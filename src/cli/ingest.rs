use anyhow::Result;
use tracing::{info, warn};

use crate::catalog::CatalogClient;
use crate::{ingest_refresh_pipeline, IngestOptions};

#[derive(Debug, Clone, Default)]
pub struct IngestJobConfig {
    /// Optional override for the Postgres connection string.
    pub database_url: Option<String>,
    pub concurrency: Option<usize>,
    pub min_volume: Option<i64>,
    pub shard_index: Option<usize>,
    pub shard_count: Option<usize>,
}

pub async fn run(cfg: IngestJobConfig) -> Result<()> {
    let db = super::connect(cfg.database_url.clone()).await?;
    let client = CatalogClient::from_env()?;

    let mut opts = IngestOptions::from_env();
    if let Some(v) = cfg.concurrency {
        opts.concurrency = v;
    }
    if let Some(v) = cfg.min_volume {
        opts.min_volume = v;
    }
    if let Some(v) = cfg.shard_index {
        opts.shard_index = v;
    }
    if let Some(v) = cfg.shard_count.filter(|n| *n > 0) {
        opts.shard_count = v;
    }

    let summary = ingest_refresh_pipeline(&db, &client, &opts).await?;
    info!(
        categories = summary.categories,
        candidates = summary.candidates,
        processed = summary.processed,
        new_variants = summary.counters.new_variants,
        "ingest job complete"
    );
    if !summary.failed_ids.is_empty() {
        warn!(count = summary.failed_ids.len(), ids = ?summary.failed_ids, "failed products");
    }
    Ok(())
}
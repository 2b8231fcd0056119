use anyhow::Result;
use dealtrack::cli::prune_points::{run, PrunePointsConfig};

#[tokio::main]
async fn main() -> Result<()> {
    dealtrack::util::env::init_env();
    dealtrack::logging::init_job_tracing();

    run(PrunePointsConfig::default()).await
}
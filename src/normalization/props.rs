use indexmap::IndexMap;
use serde_json::{Map, Value};

/// Key/value synonym table applied during strict canonicalization. Catalog
/// feeds flip between spellings of the same option name across refreshes;
/// both the raw token and its whitespace-stripped form are consulted.
const SYNONYMS: &[(&str, &str)] = &[("색깔", "색상"), ("칼라", "색상"), ("colour", "color")];

/// Drop whitespace and zero-width characters from a property token.
fn token_norm(raw: &str) -> String {
    raw.chars()
        .filter(|c| !c.is_whitespace() && !matches!(c, '\u{200B}'..='\u{200D}' | '\u{FEFF}'))
        .collect()
}

fn synonym_for(raw: &str, normalized: &str) -> String {
    for (from, to) in SYNONYMS {
        if raw == *from || normalized == *from {
            return (*to).to_string();
        }
    }
    normalized.to_string()
}

/// Parse a raw properties payload into a list of key/value maps.
///
/// Accepts a JSON array of objects, a single object, or a string containing
/// either. Parse failure means "no properties", never an error.
pub fn parse_props(raw: &Value) -> Vec<IndexMap<String, String>> {
    let parsed: Value = match raw {
        Value::Null => return Vec::new(),
        Value::String(s) => match serde_json::from_str(s) {
            Ok(v) => v,
            Err(_) => return Vec::new(),
        },
        other => other.clone(),
    };
    let items: Vec<Value> = match parsed {
        Value::Array(arr) => arr,
        obj @ Value::Object(_) => vec![obj],
        _ => return Vec::new(),
    };
    items
        .into_iter()
        .filter_map(|item| match item {
            Value::Object(obj) => Some(
                obj.into_iter()
                    .map(|(k, v)| (k, value_to_token(&v)))
                    .collect(),
            ),
            _ => None,
        })
        .collect()
}

fn value_to_token(v: &Value) -> String {
    match v {
        Value::String(s) => s.trim().to_string(),
        other => other.to_string(),
    }
}

fn is_empty_props(parsed: &[IndexMap<String, String>]) -> bool {
    parsed.is_empty() || (parsed.len() == 1 && parsed[0].is_empty())
}

/// Strict canonical serialization of a properties payload.
///
/// Keys and values are whitespace-stripped and synonym-mapped, entries are
/// sorted by key, and duplicate keys created by synonym mapping are merged
/// keeping the first value. Empty or unparseable payloads canonicalize to
/// the empty string.
pub fn canonical_props(raw: &Value) -> String {
    let parsed = parse_props(raw);
    if is_empty_props(&parsed) {
        return String::new();
    }

    let canon: Vec<Value> = parsed
        .iter()
        .map(|obj| {
            let mut pairs: Vec<(String, String)> = obj
                .iter()
                .map(|(k, v)| {
                    let k_mapped = synonym_for(k, &token_norm(k));
                    let v_norm = token_norm(v);
                    let v_mapped = synonym_for(v, &v_norm);
                    (k_mapped, v_mapped)
                })
                .collect();
            // Stable sort: among keys merged by the synonym map, the pair
            // that appeared first in the payload keeps its value.
            pairs.sort_by(|(a, _), (b, _)| a.cmp(b));

            let mut merged = Map::new();
            for (k, v) in pairs {
                merged.entry(k).or_insert(Value::String(v));
            }
            Value::Object(merged)
        })
        .collect();

    serde_json::to_string(&canon).unwrap_or_default()
}

/// Loose comparison key for a properties payload.
///
/// Order-insensitive like the canonical form but without synonym mapping:
/// the payload is parsed, each object's entries are sorted, and the stable
/// serialization is stripped of structural characters. Unparseable strings
/// are stripped as-is so legacy free-text payloads still compare.
pub fn props_compare_key(raw: &Value) -> String {
    let parsed = parse_props(raw);
    if is_empty_props(&parsed) {
        if let Value::String(s) = raw {
            return strip_for_compare(s);
        }
        return String::new();
    }

    let stable: Vec<Value> = parsed
        .iter()
        .map(|obj| {
            let mut pairs: Vec<(&str, &str)> =
                obj.iter().map(|(k, v)| (k.as_str(), v.as_str())).collect();
            pairs.sort_by(|(a, _), (b, _)| a.cmp(b));
            let mut sorted = Map::new();
            for (k, v) in pairs {
                sorted
                    .entry(k.to_string())
                    .or_insert(Value::String(v.to_string()));
            }
            Value::Object(sorted)
        })
        .collect();

    strip_for_compare(&serde_json::to_string(&stable).unwrap_or_default())
}

/// Comparison strip: remove braces, brackets, parens, quotes and whitespace.
pub fn strip_for_compare(s: &str) -> String {
    s.chars()
        .filter(|c| !matches!(c, '{' | '}' | '[' | ']' | '(' | ')' | '"') && !c.is_whitespace())
        .collect()
}

#[cfg(test)]
mod tests {
    use super::*;
    use serde_json::json;

    #[test]
    fn canonical_sorts_and_strips() {
        let raw = json!([{"사이즈": " L ", "색상": "블랙 "}]);
        assert_eq!(
            canonical_props(&raw),
            r#"[{"사이즈":"L","색상":"블랙"}]"#
        );
    }

    #[test]
    fn canonical_applies_key_synonyms_and_merges_first_wins() {
        // 색깔 maps onto 색상; the original 색상 entry came first and wins.
        let raw = json!([{"색상": "블랙", "색깔": "화이트"}]);
        assert_eq!(canonical_props(&raw), r#"[{"색상":"블랙"}]"#);
    }

    #[test]
    fn canonical_parses_serialized_payloads() {
        let raw = Value::String(r#"[{"b":"2","a":"1"}]"#.to_string());
        assert_eq!(canonical_props(&raw), r#"[{"a":"1","b":"2"}]"#);
    }

    #[test]
    fn parse_failure_means_no_properties() {
        let raw = Value::String("not json at all".to_string());
        assert_eq!(canonical_props(&raw), "");
    }

    #[test]
    fn empty_payload_shapes_canonicalize_to_empty() {
        assert_eq!(canonical_props(&Value::Null), "");
        assert_eq!(canonical_props(&json!([])), "");
        assert_eq!(canonical_props(&json!([{}])), "");
    }

    #[test]
    fn compare_key_is_order_insensitive_without_synonyms() {
        let a = Value::String(r#"[{"색깔":"블랙","사이즈":"L"}]"#.to_string());
        let b = Value::String(r#"[{"사이즈":"L","색깔":"블랙"}]"#.to_string());
        assert_eq!(props_compare_key(&a), props_compare_key(&b));
        // No synonym mapping at this tier: 색깔 stays 색깔.
        assert!(props_compare_key(&a).contains("색깔"));
    }

    #[test]
    fn compare_key_strips_unparseable_strings() {
        let raw = Value::String("{색상: 블랙}".to_string());
        assert_eq!(props_compare_key(&raw), "색상:블랙");
    }

    #[test]
    fn strip_removes_structure_chars() {
        assert_eq!(strip_for_compare(r#"[{"a": "1"}]"#), "a:1");
    }
}
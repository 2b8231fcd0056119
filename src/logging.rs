use tracing_subscriber::{fmt::SubscriberBuilder, EnvFilter};

/// Sets up the global tracing subscriber with a fmt formatter and env filter.
///
/// The caller provides a fallback filter string that is used when `RUST_LOG`
/// is not set, so every one-shot job binary shares the same formatting rules.
pub fn init_tracing(default_filter: &str) -> Result<(), anyhow::Error> {
    let filter =
        EnvFilter::try_from_default_env().unwrap_or_else(|_| EnvFilter::new(default_filter));

    SubscriberBuilder::default()
        .with_env_filter(filter)
        .with_target(true)
        .try_init()
        .map_err(|e| anyhow::anyhow!("failed to initialize tracing: {}", e))
}

/// Default filter for batch jobs: keep sqlx query logging quiet.
pub fn init_job_tracing() {
    let _ = init_tracing("info,sqlx=warn");
}
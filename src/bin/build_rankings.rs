use anyhow::Result;
use dealtrack::cli::rankings::{run, RankingsJobConfig};

#[tokio::main]
async fn main() -> Result<()> {
    dealtrack::util::env::init_env();
    dealtrack::logging::init_job_tracing();

    run(RankingsJobConfig::default()).await
}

Instructions for the task
The answer is the run of lines above from the line containing "let db = super::connect(cfg.database_url.clone()).await?;" through the line containing "ingest_refresh_pipeline(&db, &client, &opts).await?;", copied exactly and alone.

Response
    let db = super::connect(cfg.database_url.clone()).await?;
    let client = CatalogClient::from_env()?;

    let mut opts = IngestOptions::from_env();
    if let Some(v) = cfg.concurrency {
        opts.concurrency = v;
    }
    if let Some(v) = cfg.min_volume {
        opts.min_volume = v;
    }
    if let Some(v) = cfg.shard_index {
        opts.shard_index = v;
    }
    if let Some(v) = cfg.shard_count.filter(|n| *n > 0) {
        opts.shard_count = v;
    }

    let summary = ingest_refresh_pipeline(&db, &client, &opts).await?;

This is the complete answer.